WHAT THE EXERCISE ASKS: Copy, from the entries below, each line where the word "ConfigLoader" can be found.

▼

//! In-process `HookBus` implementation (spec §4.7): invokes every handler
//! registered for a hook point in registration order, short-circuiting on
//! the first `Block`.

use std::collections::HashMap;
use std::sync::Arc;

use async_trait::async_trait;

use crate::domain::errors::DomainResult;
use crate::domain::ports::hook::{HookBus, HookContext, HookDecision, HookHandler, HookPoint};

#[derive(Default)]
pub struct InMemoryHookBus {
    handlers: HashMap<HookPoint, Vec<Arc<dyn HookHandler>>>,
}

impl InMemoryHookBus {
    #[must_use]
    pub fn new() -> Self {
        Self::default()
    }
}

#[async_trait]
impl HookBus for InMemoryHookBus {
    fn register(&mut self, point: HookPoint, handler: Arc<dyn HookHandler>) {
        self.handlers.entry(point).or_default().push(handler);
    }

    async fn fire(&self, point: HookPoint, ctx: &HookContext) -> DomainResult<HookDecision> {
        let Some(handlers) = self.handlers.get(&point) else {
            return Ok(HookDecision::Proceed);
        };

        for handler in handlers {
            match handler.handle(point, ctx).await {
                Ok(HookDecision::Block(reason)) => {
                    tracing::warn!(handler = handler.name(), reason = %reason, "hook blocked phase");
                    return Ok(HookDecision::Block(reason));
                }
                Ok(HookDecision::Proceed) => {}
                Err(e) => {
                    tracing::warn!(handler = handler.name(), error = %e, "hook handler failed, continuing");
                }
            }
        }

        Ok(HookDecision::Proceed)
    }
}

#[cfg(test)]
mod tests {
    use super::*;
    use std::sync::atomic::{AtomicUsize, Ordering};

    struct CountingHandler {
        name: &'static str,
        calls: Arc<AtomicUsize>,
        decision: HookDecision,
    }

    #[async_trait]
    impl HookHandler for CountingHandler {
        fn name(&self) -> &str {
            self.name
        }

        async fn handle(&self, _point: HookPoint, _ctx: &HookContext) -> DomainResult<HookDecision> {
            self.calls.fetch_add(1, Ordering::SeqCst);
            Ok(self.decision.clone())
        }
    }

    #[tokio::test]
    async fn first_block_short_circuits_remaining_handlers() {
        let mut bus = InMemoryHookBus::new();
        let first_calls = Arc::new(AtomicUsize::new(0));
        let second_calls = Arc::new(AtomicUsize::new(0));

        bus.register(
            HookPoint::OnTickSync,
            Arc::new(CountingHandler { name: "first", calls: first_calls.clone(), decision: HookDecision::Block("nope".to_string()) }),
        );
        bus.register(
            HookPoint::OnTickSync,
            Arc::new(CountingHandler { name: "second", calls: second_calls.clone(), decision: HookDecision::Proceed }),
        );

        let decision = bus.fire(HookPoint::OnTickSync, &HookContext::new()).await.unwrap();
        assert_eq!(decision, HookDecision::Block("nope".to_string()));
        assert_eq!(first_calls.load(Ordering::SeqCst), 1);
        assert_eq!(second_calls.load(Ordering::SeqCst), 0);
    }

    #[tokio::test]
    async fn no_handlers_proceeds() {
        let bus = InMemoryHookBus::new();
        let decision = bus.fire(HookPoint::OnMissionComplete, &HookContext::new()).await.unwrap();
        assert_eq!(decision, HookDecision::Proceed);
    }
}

▲
▼

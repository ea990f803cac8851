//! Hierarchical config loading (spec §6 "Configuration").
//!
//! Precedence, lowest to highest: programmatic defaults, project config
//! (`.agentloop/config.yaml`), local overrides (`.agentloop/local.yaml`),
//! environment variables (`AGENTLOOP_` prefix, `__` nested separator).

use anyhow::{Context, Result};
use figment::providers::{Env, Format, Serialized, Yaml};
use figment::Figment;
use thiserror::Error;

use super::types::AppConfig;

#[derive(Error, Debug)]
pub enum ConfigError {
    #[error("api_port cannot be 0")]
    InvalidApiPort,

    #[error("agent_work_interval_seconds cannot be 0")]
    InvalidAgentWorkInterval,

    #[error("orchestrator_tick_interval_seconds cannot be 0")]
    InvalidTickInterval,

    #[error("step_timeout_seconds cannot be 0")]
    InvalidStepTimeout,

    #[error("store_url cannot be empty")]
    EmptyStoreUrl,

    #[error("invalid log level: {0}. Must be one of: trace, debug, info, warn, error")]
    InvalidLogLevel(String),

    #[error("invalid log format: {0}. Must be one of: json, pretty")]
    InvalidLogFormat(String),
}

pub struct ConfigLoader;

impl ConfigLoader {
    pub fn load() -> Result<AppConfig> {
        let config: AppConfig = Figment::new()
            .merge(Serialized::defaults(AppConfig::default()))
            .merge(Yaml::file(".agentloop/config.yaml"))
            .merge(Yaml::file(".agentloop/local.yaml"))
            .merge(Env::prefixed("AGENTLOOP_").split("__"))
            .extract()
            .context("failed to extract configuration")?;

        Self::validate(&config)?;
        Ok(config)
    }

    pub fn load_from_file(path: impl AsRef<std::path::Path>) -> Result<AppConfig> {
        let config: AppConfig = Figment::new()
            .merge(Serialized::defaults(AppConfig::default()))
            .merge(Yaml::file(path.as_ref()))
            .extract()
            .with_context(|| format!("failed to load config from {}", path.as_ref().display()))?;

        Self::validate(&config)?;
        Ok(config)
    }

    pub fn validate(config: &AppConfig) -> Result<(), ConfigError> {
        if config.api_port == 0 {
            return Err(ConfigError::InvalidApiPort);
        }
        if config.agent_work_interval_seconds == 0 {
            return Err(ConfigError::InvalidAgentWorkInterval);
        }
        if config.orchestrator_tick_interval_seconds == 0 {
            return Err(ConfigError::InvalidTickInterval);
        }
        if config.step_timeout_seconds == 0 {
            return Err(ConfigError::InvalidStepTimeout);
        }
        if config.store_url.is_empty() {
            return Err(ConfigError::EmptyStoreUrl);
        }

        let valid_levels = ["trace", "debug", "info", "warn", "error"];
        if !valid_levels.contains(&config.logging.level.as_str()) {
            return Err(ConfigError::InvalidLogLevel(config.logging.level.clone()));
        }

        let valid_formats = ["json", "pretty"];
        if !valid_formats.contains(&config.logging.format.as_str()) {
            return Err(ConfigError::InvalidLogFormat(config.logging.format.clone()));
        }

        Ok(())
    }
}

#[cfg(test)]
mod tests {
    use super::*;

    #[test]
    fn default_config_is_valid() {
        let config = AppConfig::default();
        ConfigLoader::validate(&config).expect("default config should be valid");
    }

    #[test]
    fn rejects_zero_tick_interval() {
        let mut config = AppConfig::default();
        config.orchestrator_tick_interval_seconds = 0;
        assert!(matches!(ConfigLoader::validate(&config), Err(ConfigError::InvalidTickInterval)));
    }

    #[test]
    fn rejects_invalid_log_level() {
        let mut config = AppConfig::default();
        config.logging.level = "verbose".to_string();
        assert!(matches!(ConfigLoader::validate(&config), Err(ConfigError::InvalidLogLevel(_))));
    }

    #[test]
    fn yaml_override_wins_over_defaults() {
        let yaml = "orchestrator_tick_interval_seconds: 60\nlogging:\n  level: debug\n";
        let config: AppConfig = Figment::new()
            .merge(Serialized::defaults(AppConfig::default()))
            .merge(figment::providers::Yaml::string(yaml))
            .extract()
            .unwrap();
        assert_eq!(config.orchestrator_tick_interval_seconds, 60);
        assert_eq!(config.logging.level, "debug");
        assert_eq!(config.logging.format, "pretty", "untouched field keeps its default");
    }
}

▲

RESULT FOR THIS EXERCISE:
pub struct ConfigLoader;
impl ConfigLoader {
        ConfigLoader::validate(&config).expect("default config should be valid");
        assert!(matches!(ConfigLoader::validate(&config), Err(ConfigError::InvalidTickInterval)));
        assert!(matches!(ConfigLoader::validate(&config), Err(ConfigError::InvalidLogLevel(_))));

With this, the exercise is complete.